Writing about micro and entry level servers without a website benchmark would be unforgiveable. Most websites are based on the LAMP stack: Linux, Apache, MySQL, and PHP. Few people write html/PHP code from scratch these days, so we turned to a Drupal 7.21 based site. The web server is Apache 2.4.7 and the database is MySQL 5.5.38 on top of Ubuntu 14.04 LTS.

Drupal powers massive sites (e.g. The Economist and MTV Europe) and has a reputation of being a hardware resource hog. That is a price more and more developers happily pay for lowering the time to market of their work. We tested the Drupal website with our vApus stress testing framework and increased the number of connections from 5 to 300.

We report the maximum throughput achievable with 95% percent of request being handled faster than 1000 ms. Notice that these numbers are not comparable to the ones in the last Xeon E5 server review, where we measured throughput at 100 ms. We assume that if you deploy a full LAMP stack on micro servers, your first requirement is cost efficiency and not the lowest response time at all times. If you do require the lowest response time, it is a best practice to only deploy the front-end of your web server on such a server. We are looking into developing such a real-world benchmark for a later review.

Drupal Website

As the website load is a very bumpy curve with very short peaks of high CPU load and lots of lows, the Xeon E3-1200s operate at relatively high frequencies. Website workloads work well with Hyper-Threading as the low instruction level parallelism in one thread leaves a lot of headroom for another thread. Hyper-Threading delivers in this environment: the 8-thread Xeon E3-1265L v2 at 2.5-3.4GHz is quite a bit faster than the Xeon E3-1220 v2 at 3.1-3.3GHz.

We really wonder if anyone ever bought an Atom Saltwell based server of SeaMicro or HP to run web workloads. Those customers were either very brave or very naive; notice how the Xeon E3 is roughly 10 times faster (and as much as 17X faster)!

The Atom C2750 still performs rather poorly and sustain only about 42% of the requests of the Xeon E3-1230L. We suspect that the lack of an L3 cache that allows cores to sync threads quickly is one of the culprits.
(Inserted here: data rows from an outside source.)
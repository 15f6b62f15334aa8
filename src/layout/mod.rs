/// Absolute placements of resolved trees in draw order
pub mod placement;
/// Serializable output trees for rasterizers and other consumers
pub mod wire;

pub use placement::{Bounds, Placement, bounds, layout};
pub use wire::{WireNode, WireResponse};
The MySQL back-end is included in this web benchmark, and this is one of the reasons that our benchmark prefers the Xeon E3. The X-Gene does not benefit much from the rather slow L3 cache and performs more or less like the Atom C2750.

Do not overestimate the effect of including the MySQL backend in our benchmark however. MySQL consumes about 20% of the CPU cycles. There is no denying that high clock speeds and simultaneous multi-threading are a very powerful mix to handle web requests.

According to some academic studies, the Atom C2750 should do better in typical scale-out software such as web search, web front-ends, and media streaming, where no syncing between threads is necessary.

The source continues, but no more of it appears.